The simple answer is to report them to the committee, have them disqualified and ultimately banned from club competitions – but these things aren’t always so black and white.
A poor counter is easy enough to tackle, just get their card in your hand in a competition and make sure to add up their strokes carefully. More often than not, they’ll get the message when you correct their five to a seven a second time.
While arguably the most common form of cheating, those who protect their handicaps or artificially inflate them in order to win selected competitions are worthy of a whole column on their own – though the remedies later work just the same.
Other forms of cheating – the extra ball or the leather wedge in the rough – are far harder to be 100% certain on – and far harder to bring up for club golfers not wishing to cause a scene in the clubhouse or car park in the future.
The Great Escape-style dropped ball or nudge in the thick rough can be hard to spot and harder still to confirm, particularly if they happen when your ball is on the opposite side of the fairway.
But there are remedies. The first is to raise it with your fellow player if you’re confident you’ve seen them break a rule. You have a duty as a golfer to play by the rules and if others choose to not follow the rules, you have a duty to raise it with them. If you’re sure you’ve seen a breach of the rules, try a quiet word on the next tee or at the soonest opportunity which doesn’t cause a fuss.
Alternatively, raise your concerns with the handicap secretary or committee after your round. They are charged with ensuring competitors play to the rules and should take up the issue on your behalf.

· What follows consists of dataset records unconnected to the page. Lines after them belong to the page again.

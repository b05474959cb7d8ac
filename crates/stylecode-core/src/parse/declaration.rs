//! Declaration lists: `name: value [!important]; ...`.

use stylecode_types::CssError;

use super::{ParseContext, property_parser};
use crate::bytecode::StyleBuffer;
use crate::cursor::TokenCursor;
use crate::lexer::Token;

/// Parse an inline declaration list, optionally wrapped in `{ }`.
///
/// Invalid declarations are dropped and parsing continues with the next
/// one. An allocation failure aborts the whole list.
pub fn parse_declaration_list(
    ctx: &mut ParseContext,
    tokens: &[Token],
) -> Result<StyleBuffer, CssError> {
    let mut out = ctx.new_buffer();
    let mut cursor = TokenCursor::new(tokens);

    cursor.consume_whitespace();
    if cursor.peek().is_some_and(|t| t.is_char('{')) {
        cursor.advance();
    }

    loop {
        cursor.consume_whitespace();
        match cursor.peek() {
            None | Some(Token::Eof) => break,
            Some(t) if t.is_char('}') => break,
            Some(t) if t.is_char(';') => {
                cursor.advance();
                continue;
            },
            _ => {},
        }

        let Some((name, value)) = split_declaration(&mut cursor) else {
            skip_to_semicolon_or_brace(&mut cursor);
            continue;
        };
        let (value, important) = strip_important(value);

        match parse_value(ctx, name, value, important, &mut out) {
            Ok(()) => {},
            Err(CssError::Invalid) => log::debug!("dropping invalid declaration for {name}"),
            Err(CssError::NoMem) => return Err(CssError::NoMem),
        }
        if cursor.peek().is_some_and(|t| t.is_char(';')) {
            cursor.advance();
        }
    }

    Ok(out)
}

/// Parse a single property value into `out`.
///
/// `tokens` must hold the complete value and nothing else; leftover tokens
/// make the declaration invalid. `out` is untouched on failure.
pub fn parse_property(
    ctx: &mut ParseContext,
    name: &str,
    tokens: &[Token],
    out: &mut StyleBuffer,
) -> Result<(), CssError> {
    let parser = property_parser(name).ok_or(CssError::Invalid)?;
    let mut cursor = TokenCursor::new(tokens);
    let len = out.len();

    cursor.consume_whitespace();
    parser(ctx, &mut cursor, out)?;
    cursor.consume_whitespace();
    if !cursor.at_end() {
        out.truncate(len);
        return Err(CssError::Invalid);
    }
    Ok(())
}

fn parse_value(
    ctx: &mut ParseContext,
    name: &str,
    value: &[Token],
    important: bool,
    out: &mut StyleBuffer,
) -> Result<(), CssError> {
    let mut decl = ctx.new_buffer();
    parse_property(ctx, name, value, &mut decl)?;
    if important {
        decl.make_important();
    }
    out.merge(&decl)
}

/// Read `name :` and the raw value tokens up to the next top-level `;`
/// or `}`. `None` when the name or colon is missing.
fn split_declaration<'a>(cursor: &mut TokenCursor<'a>) -> Option<(&'a str, &'a [Token])> {
    let Some(Token::Ident(name)) = cursor.peek() else {
        return None;
    };
    cursor.advance();
    cursor.consume_whitespace();
    if !cursor.peek().is_some_and(|t| t.is_char(':')) {
        return None;
    }
    cursor.advance();
    Some((name.as_str(), collect_value_tokens(cursor)))
}

fn collect_value_tokens<'a>(cursor: &mut TokenCursor<'a>) -> &'a [Token] {
    let start = cursor.mark();
    let mut depth = 0u32;
    while let Some(tok) = cursor.peek() {
        match tok {
            Token::Eof => break,
            Token::Char(';' | '}') if depth == 0 => break,
            Token::Function(_) | Token::Char('(') => depth += 1,
            Token::Char(')') => depth = depth.saturating_sub(1),
            _ => {},
        }
        cursor.advance();
    }
    cursor.slice_since(start)
}

/// Remove a trailing `! important` from `value`.
fn strip_important(value: &[Token]) -> (&[Token], bool) {
    let trimmed = trim_trailing_whitespace(value);
    let Some((last, rest)) = trimmed.split_last() else {
        return (value, false);
    };
    if !last.is_ident("important") {
        return (value, false);
    }
    let rest = trim_trailing_whitespace(rest);
    match rest.split_last() {
        Some((bang, rest)) if bang.is_char('!') => (rest, true),
        _ => (value, false),
    }
}

fn trim_trailing_whitespace(tokens: &[Token]) -> &[Token] {
    let end = tokens
        .iter()
        .rposition(|t| *t != Token::Whitespace)
        .map_or(0, |i| i + 1);
    &tokens[..end]
}

fn skip_to_semicolon_or_brace(cursor: &mut TokenCursor<'_>) {
    while let Some(tok) = cursor.peek() {
        match tok {
            Token::Eof => break,
            t if t.is_char('}') => break,
            t if t.is_char(';') => {
                cursor.advance();
                break;
            },
            _ => {
                cursor.advance();
            },
        }
    }
}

There is also the option of raising the issue with other members to see if the same thing is going on regularly. If you find others with the same concerns, it becomes far easier to monitor in the future and will give the handicap committee far more leverage to punish to offending player when multiple players bring evidence.
The key to raising any issue is to be certain you have seen a breach of the rules. There is nothing worse for a golfer’s reputation than to be labelled a cheat.
But, if they’re not keeping to the spirit of the game, are they truly golfers in the first place?